En México, Cuarón, vino a meterle el palito en el hoyito del hormiguero, para cocorear a todos esos “puros”.

“Puros” que venimos a resultar de las calenturas de inches gachupines bandidos, que no sólo nos robaron todo lo material (el tesoro), sino también el tesoro de la virginidad de nuestras antepasadas indígenas.

Así como sus ibéricas y calenturientas mujeres europeas, se valieron de los mancebos indios, para aplacar sus jariosidades.

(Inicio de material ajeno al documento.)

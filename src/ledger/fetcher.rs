//! Rate-limited batch balance fetching.
//!
//! Reads within one batch run concurrently; batches run sequentially with a
//! fixed delay between them, which is the backpressure mechanism against the
//! ledger's rate limits.

use std::collections::HashMap;
use std::sync::Arc;
use std::time::Duration;

use futures::future::join_all;

use super::types::LedgerReader;

/// Default number of concurrent reads per batch.
pub const DEFAULT_BATCH_SIZE: usize = 10;

/// Default delay between consecutive batches.
pub const DEFAULT_BATCH_DELAY: Duration = Duration::from_millis(100);

/// Batched, rate-limited ledger reader.
pub struct BatchFetcher<L> {
    reader: Arc<L>,
    batch_size: usize,
    batch_delay: Duration,
}

impl<L: LedgerReader> BatchFetcher<L> {
    /// Create a fetcher with default batch limits.
    pub fn new(reader: Arc<L>) -> Self {
        Self::with_limits(reader, DEFAULT_BATCH_SIZE, DEFAULT_BATCH_DELAY)
    }

    /// Create a fetcher with explicit batch limits.
    pub fn with_limits(reader: Arc<L>, batch_size: usize, batch_delay: Duration) -> Self {
        Self {
            reader,
            batch_size: batch_size.max(1),
            batch_delay,
        }
    }

    /// Fetch balances for every address.
    ///
    /// The result covers each input address exactly once; a failed read
    /// yields `None` for that address and never aborts the batch or any
    /// later batch.
    pub async fn fetch_balances(&self, addresses: &[String]) -> HashMap<String, Option<u64>> {
        let mut balances = HashMap::with_capacity(addresses.len());

        for (index, batch) in addresses.chunks(self.batch_size).enumerate() {
            if index > 0 {
                tokio::time::sleep(self.batch_delay).await;
            }

            let reads = batch.iter().map(|address| self.read_one(address));
            for (address, balance) in batch.iter().zip(join_all(reads).await) {
                balances.insert(address.clone(), balance);
            }
        }

        balances
    }

    async fn read_one(&self, address: &str) -> Option<u64> {
        match self.reader.balance(address).await {
            Ok(lookup) => Some(lookup.xp_value()),
            Err(e) => {
                tracing::warn!(wallet = %address, error = %e, "Ledger read failed");
                None
            }
        }
    }
}
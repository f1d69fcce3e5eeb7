//! Unit tests for level calculation

use questboard::levels::{level_for_xp, title_for_level, title_for_xp};

#[test]
fn test_level_curve_fixed_points() {
    assert_eq!(level_for_xp(0), 0);
    assert_eq!(level_for_xp(400), 2);
    assert_eq!(level_for_xp(10000), 10);
}

#[test]
fn test_level_never_decreases_with_xp() {
    let mut previous = 0;
    for xp in 0..5000 {
        let level = level_for_xp(xp);
        assert!(level >= previous);
        previous = level;
    }
}

#[test]
fn test_level_thresholds() {
    // Level n starts at exactly n^2 * 100 XP.
    for level in 1u64..20 {
        let threshold = level * level * 100;
        assert_eq!(level_for_xp(threshold), level as u32);
        assert_eq!(level_for_xp(threshold - 1), level as u32 - 1);
    }
}

#[test]
fn test_title_resolution() {
    assert_eq!(title_for_level(0), "Newcomer");
    assert_eq!(title_for_level(3), "Builder");
    assert_eq!(title_for_level(7), "Architect");
    assert_eq!(title_for_level(15), "Legend");
}

#[test]
fn test_title_from_xp_matches_level_title() {
    for xp in [0u64, 150, 400, 2500, 10000, 50000] {
        assert_eq!(title_for_xp(xp), title_for_level(level_for_xp(xp)));
    }
}
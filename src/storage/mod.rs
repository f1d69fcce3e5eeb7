//! Storage module
//!
//! Provides the SQLite database wrapper, schema, and the XP record store.

pub mod database;
pub mod schema;
pub mod xp_store;

// Re-export commonly used types
pub use database::{Database, DatabaseError};
pub use xp_store::{
    ActivityEvent, ActivityKind, ReconcileWrite, StoreError, WalletBinding, XpRecord, XpStore,
};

Yalitza y el condenado de Cuarón, aunque no gane ella el Óscar como mejor actriz, ni él la estatuilla como mejor película o director, ya van derechito a la historia social de México y del cine de Hollywood.

Además, una inche estatuilla dorada no vale más que unos dólares o pesos. Lo que sí no tiene precio, es lo que esta mujer y este hombre han hecho por México, justo en estos tiempos en que un presidente del país que es meca del cine, reprueba a todos los morenos al sur de río Bravo y hasta la Patagonia.

Pero también Cuarón y Yalitza, ya se ganaron el aplauso nacional por el desmadrito que provocaron entre las clases sociales de este nuestro territorio, de nuestra gente tan patriótica (¿o patriotera?), de una masa de más de 121 millones de cabezas, que reprueba al gobernante de Estados Unidos por ser tan discriminatorio, tan racista, tan clasista, tan xenofóbico y tan snob.